▸ **Aim of the exercise**
Set each line of the records down again exactly, please.

═════ Data

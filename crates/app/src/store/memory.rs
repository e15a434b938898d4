//! In-memory persistence gateway.
//!
//! Backs the domain service tests. A single mutex guards all tables, so
//! every gateway operation is atomic — the same guarantee the unique
//! `(cart, product)` index gives the Postgres implementation.

use std::collections::HashMap;

use async_trait::async_trait;
use jiff::Timestamp;
use parking_lot::Mutex;
use rust_decimal::Decimal;

use crate::{
    auth::models::UserUuid,
    domain::{
        carts::{
            models::{Cart, CartItem, CartItemDetails, CartItemUuid, CartUuid},
            store::CartStore,
        },
        products::{
            models::{Product, ProductUuid},
            store::ProductStore,
        },
    },
    store::StoreError,
};

#[derive(Debug, Default)]
struct Inner {
    products: HashMap<ProductUuid, Product>,
    carts: HashMap<CartUuid, Cart>,
    items: HashMap<CartItemUuid, CartItem>,
}

#[derive(Debug, Default)]
pub struct MemoryStore {
    inner: Mutex<Inner>,
}

impl MemoryStore {
    #[must_use]
    pub fn new() -> Self {
        Self::default()
    }

    /// Insert a product directly, bypassing service validation.
    pub fn seed_product(&self, name: &str, price: Decimal) -> Product {
        let now = Timestamp::now();

        let product = Product {
            uuid: ProductUuid::new(),
            name: name.to_string(),
            price,
            created_at: now,
            updated_at: now,
        };

        self.inner
            .lock()
            .products
            .insert(product.uuid, product.clone());

        product
    }

    /// Insert the cart that registration would normally create for a user.
    pub fn seed_cart(&self, user: UserUuid) -> Cart {
        let now = Timestamp::now();

        let cart = Cart {
            uuid: CartUuid::new(),
            user_uuid: user,
            created_at: now,
            updated_at: now,
        };

        self.inner.lock().carts.insert(cart.uuid, cart.clone());

        cart
    }
}

#[async_trait]
impl CartStore for MemoryStore {
    async fn find_product(&self, product: ProductUuid) -> Result<Option<Product>, StoreError> {
        Ok(self.inner.lock().products.get(&product).cloned())
    }

    async fn find_cart_by_user(&self, user: UserUuid) -> Result<Option<Cart>, StoreError> {
        Ok(self
            .inner
            .lock()
            .carts
            .values()
            .find(|cart| cart.user_uuid == user)
            .cloned())
    }

    async fn find_item_with_cart(
        &self,
        item: CartItemUuid,
    ) -> Result<Option<(CartItem, Cart)>, StoreError> {
        let inner = self.inner.lock();

        let Some(item) = inner.items.get(&item).cloned() else {
            return Ok(None);
        };

        let cart = inner
            .carts
            .get(&item.cart_uuid)
            .cloned()
            .ok_or(StoreError::InvalidReference)?;

        Ok(Some((item, cart)))
    }

    async fn upsert_item(
        &self,
        cart: CartUuid,
        product: ProductUuid,
        quantity: u32,
    ) -> Result<CartItem, StoreError> {
        let mut inner = self.inner.lock();

        if !inner.products.contains_key(&product) || !inner.carts.contains_key(&cart) {
            return Err(StoreError::InvalidReference);
        }

        let existing = inner
            .items
            .values()
            .find(|item| item.cart_uuid == cart && item.product_uuid == product)
            .map(|item| item.uuid);

        let item = if let Some(uuid) = existing {
            let item = inner
                .items
                .get_mut(&uuid)
                .ok_or(StoreError::InvalidReference)?;

            item.quantity = item
                .quantity
                .checked_add(quantity)
                .ok_or(StoreError::InvalidData)?;
            item.updated_at = Timestamp::now();

            item.clone()
        } else {
            let now = Timestamp::now();

            let item = CartItem {
                uuid: CartItemUuid::new(),
                cart_uuid: cart,
                product_uuid: product,
                quantity,
                created_at: now,
                updated_at: now,
            };

            inner.items.insert(item.uuid, item.clone());

            item
        };

        Ok(item)
    }

    async fn delete_item(&self, item: CartItemUuid) -> Result<u64, StoreError> {
        let removed = self.inner.lock().items.remove(&item);

        Ok(u64::from(removed.is_some()))
    }

    async fn delete_items_by_cart(&self, cart: CartUuid) -> Result<u64, StoreError> {
        let mut inner = self.inner.lock();

        let before = inner.items.len();

        inner.items.retain(|_, item| item.cart_uuid != cart);

        Ok((before - inner.items.len()) as u64)
    }

    async fn list_items(&self, cart: CartUuid) -> Result<Vec<CartItemDetails>, StoreError> {
        let inner = self.inner.lock();

        let mut items = inner
            .items
            .values()
            .filter(|item| item.cart_uuid == cart)
            .map(|item| {
                let product = inner
                    .products
                    .get(&item.product_uuid)
                    .ok_or(StoreError::InvalidReference)?;

                Ok(CartItemDetails {
                    uuid: item.uuid,
                    product_uuid: item.product_uuid,
                    product_name: product.name.clone(),
                    unit_price: product.price,
                    quantity: item.quantity,
                    created_at: item.created_at,
                    updated_at: item.updated_at,
                })
            })
            .collect::<Result<Vec<_>, StoreError>>()?;

        items.sort_by_key(|item| item.created_at);

        Ok(items)
    }
}

#[async_trait]
impl ProductStore for MemoryStore {
    async fn list_products(&self, search: Option<String>) -> Result<Vec<Product>, StoreError> {
        let inner = self.inner.lock();

        let needle = search.map(|s| s.to_lowercase());

        let mut products = inner
            .products
            .values()
            .filter(|product| {
                needle
                    .as_deref()
                    .is_none_or(|needle| product.name.to_lowercase().contains(needle))
            })
            .cloned()
            .collect::<Vec<_>>();

        products.sort_by_key(|product| std::cmp::Reverse(product.created_at));

        Ok(products)
    }

    async fn find_product(&self, product: ProductUuid) -> Result<Option<Product>, StoreError> {
        CartStore::find_product(self, product).await
    }

    async fn create_product(
        &self,
        product: ProductUuid,
        name: String,
        price: Decimal,
    ) -> Result<Product, StoreError> {
        let now = Timestamp::now();

        let product = Product {
            uuid: product,
            name,
            price,
            created_at: now,
            updated_at: now,
        };

        self.inner
            .lock()
            .products
            .insert(product.uuid, product.clone());

        Ok(product)
    }

    async fn update_product(
        &self,
        product: ProductUuid,
        name: Option<String>,
        price: Option<Decimal>,
    ) -> Result<Option<Product>, StoreError> {
        let mut inner = self.inner.lock();

        let Some(existing) = inner.products.get_mut(&product) else {
            return Ok(None);
        };

        if let Some(name) = name {
            existing.name = name;
        }

        if let Some(price) = price {
            existing.price = price;
        }

        existing.updated_at = Timestamp::now();

        Ok(Some(existing.clone()))
    }

    async fn delete_product(&self, product: ProductUuid) -> Result<u64, StoreError> {
        let mut inner = self.inner.lock();

        if inner.items.values().any(|item| item.product_uuid == product) {
            return Err(StoreError::InvalidReference);
        }

        let removed = inner.products.remove(&product);

        Ok(u64::from(removed.is_some()))
    }
}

══════════

▸ **Answer to this exercise**
filename crates/app/src/store/memory.rs
repository e15a434b938898d4
//! In-memory persistence gateway.
//!
//! Backs the domain service tests. A single mutex guards all tables, so
//! every gateway operation is atomic — the same guarantee the unique
//! `(cart, product)` index gives the Postgres implementation.

use std::collections::HashMap;

use async_trait::async_trait;
use jiff::Timestamp;
use parking_lot::Mutex;
use rust_decimal::Decimal;

use crate::{
    auth::models::UserUuid,
    domain::{
        carts::{
            models::{Cart, CartItem, CartItemDetails, CartItemUuid, CartUuid},
            store::CartStore,
        },
        products::{
            models::{Product, ProductUuid},
            store::ProductStore,
        },
    },
    store::StoreError,
};

#[derive(Debug, Default)]
struct Inner {
    products: HashMap<ProductUuid, Product>,
    carts: HashMap<CartUuid, Cart>,
    items: HashMap<CartItemUuid, CartItem>,
}

#[derive(Debug, Default)]
pub struct MemoryStore {
    inner: Mutex<Inner>,
}

impl MemoryStore {
    #[must_use]
    pub fn new() -> Self {
        Self::default()
    }

    /// Insert a product directly, bypassing service validation.
    pub fn seed_product(&self, name: &str, price: Decimal) -> Product {
        let now = Timestamp::now();

        let product = Product {
            uuid: ProductUuid::new(),
            name: name.to_string(),
            price,
            created_at: now,
            updated_at: now,
        };

        self.inner
            .lock()
            .products
            .insert(product.uuid, product.clone());

        product
    }

    /// Insert the cart that registration would normally create for a user.
    pub fn seed_cart(&self, user: UserUuid) -> Cart {
        let now = Timestamp::now();

        let cart = Cart {
            uuid: CartUuid::new(),
            user_uuid: user,
            created_at: now,
            updated_at: now,
        };

        self.inner.lock().carts.insert(cart.uuid, cart.clone());

        cart
    }
}

#[async_trait]
impl CartStore for MemoryStore {
    async fn find_product(&self, product: ProductUuid) -> Result<Option<Product>, StoreError> {
        Ok(self.inner.lock().products.get(&product).cloned())
    }

    async fn find_cart_by_user(&self, user: UserUuid) -> Result<Option<Cart>, StoreError> {
        Ok(self
            .inner
            .lock()
            .carts
            .values()
            .find(|cart| cart.user_uuid == user)
            .cloned())
    }

    async fn find_item_with_cart(
        &self,
        item: CartItemUuid,
    ) -> Result<Option<(CartItem, Cart)>, StoreError> {
        let inner = self.inner.lock();

        let Some(item) = inner.items.get(&item).cloned() else {
            return Ok(None);
        };

        let cart = inner
            .carts
            .get(&item.cart_uuid)
            .cloned()
            .ok_or(StoreError::InvalidReference)?;

        Ok(Some((item, cart)))
    }

    async fn upsert_item(
        &self,
        cart: CartUuid,
        product: ProductUuid,
        quantity: u32,
    ) -> Result<CartItem, StoreError> {
        let mut inner = self.inner.lock();

        if !inner.products.contains_key(&product) || !inner.carts.contains_key(&cart) {
            return Err(StoreError::InvalidReference);
        }

        let existing = inner
            .items
            .values()
            .find(|item| item.cart_uuid == cart && item.product_uuid == product)
            .map(|item| item.uuid);

        let item = if let Some(uuid) = existing {
            let item = inner
                .items
                .get_mut(&uuid)
                .ok_or(StoreError::InvalidReference)?;

            item.quantity = item
                .quantity
                .checked_add(quantity)
                .ok_or(StoreError::InvalidData)?;
            item.updated_at = Timestamp::now();

            item.clone()
        } else {
            let now = Timestamp::now();

            let item = CartItem {
                uuid: CartItemUuid::new(),
                cart_uuid: cart,
                product_uuid: product,
                quantity,
                created_at: now,
                updated_at: now,
            };

            inner.items.insert(item.uuid, item.clone());

            item
        };

        Ok(item)
    }

    async fn delete_item(&self, item: CartItemUuid) -> Result<u64, StoreError> {
        let removed = self.inner.lock().items.remove(&item);

        Ok(u64::from(removed.is_some()))
    }

    async fn delete_items_by_cart(&self, cart: CartUuid) -> Result<u64, StoreError> {
        let mut inner = self.inner.lock();

        let before = inner.items.len();

        inner.items.retain(|_, item| item.cart_uuid != cart);

        Ok((before - inner.items.len()) as u64)
    }

    async fn list_items(&self, cart: CartUuid) -> Result<Vec<CartItemDetails>, StoreError> {
        let inner = self.inner.lock();

        let mut items = inner
            .items
            .values()
            .filter(|item| item.cart_uuid == cart)
            .map(|item| {
                let product = inner
                    .products
                    .get(&item.product_uuid)
                    .ok_or(StoreError::InvalidReference)?;

                Ok(CartItemDetails {
                    uuid: item.uuid,
                    product_uuid: item.product_uuid,
                    product_name: product.name.clone(),
                    unit_price: product.price,
                    quantity: item.quantity,
                    created_at: item.created_at,
                    updated_at: item.updated_at,
                })
            })
            .collect::<Result<Vec<_>, StoreError>>()?;

        items.sort_by_key(|item| item.created_at);

        Ok(items)
    }
}

#[async_trait]
impl ProductStore for MemoryStore {
    async fn list_products(&self, search: Option<String>) -> Result<Vec<Product>, StoreError> {
        let inner = self.inner.lock();

        let needle = search.map(|s| s.to_lowercase());

        let mut products = inner
            .products
            .values()
            .filter(|product| {
                needle
                    .as_deref()
                    .is_none_or(|needle| product.name.to_lowercase().contains(needle))
            })
            .cloned()
            .collect::<Vec<_>>();

        products.sort_by_key(|product| std::cmp::Reverse(product.created_at));

        Ok(products)
    }

    async fn find_product(&self, product: ProductUuid) -> Result<Option<Product>, StoreError> {
        CartStore::find_product(self, product).await
    }

    async fn create_product(
        &self,
        product: ProductUuid,
        name: String,
        price: Decimal,
    ) -> Result<Product, StoreError> {
        let now = Timestamp::now();

        let product = Product {
            uuid: product,
            name,
            price,
            created_at: now,
            updated_at: now,
        };

        self.inner
            .lock()
            .products
            .insert(product.uuid, product.clone());

        Ok(product)
    }

    async fn update_product(
        &self,
        product: ProductUuid,
        name: Option<String>,
        price: Option<Decimal>,
    ) -> Result<Option<Product>, StoreError> {
        let mut inner = self.inner.lock();

        let Some(existing) = inner.products.get_mut(&product) else {
            return Ok(None);
        };

        if let Some(name) = name {
            existing.name = name;
        }

        if let Some(price) = price {
            existing.price = price;
        }

        existing.updated_at = Timestamp::now();

        Ok(Some(existing.clone()))
    }

    async fn delete_product(&self, product: ProductUuid) -> Result<u64, StoreError> {
        let mut inner = self.inner.lock();

        if inner.items.values().any(|item| item.product_uuid == product) {
            return Err(StoreError::InvalidReference);
        }

        let removed = inner.products.remove(&product);

        Ok(u64::from(removed.is_some()))
    }
}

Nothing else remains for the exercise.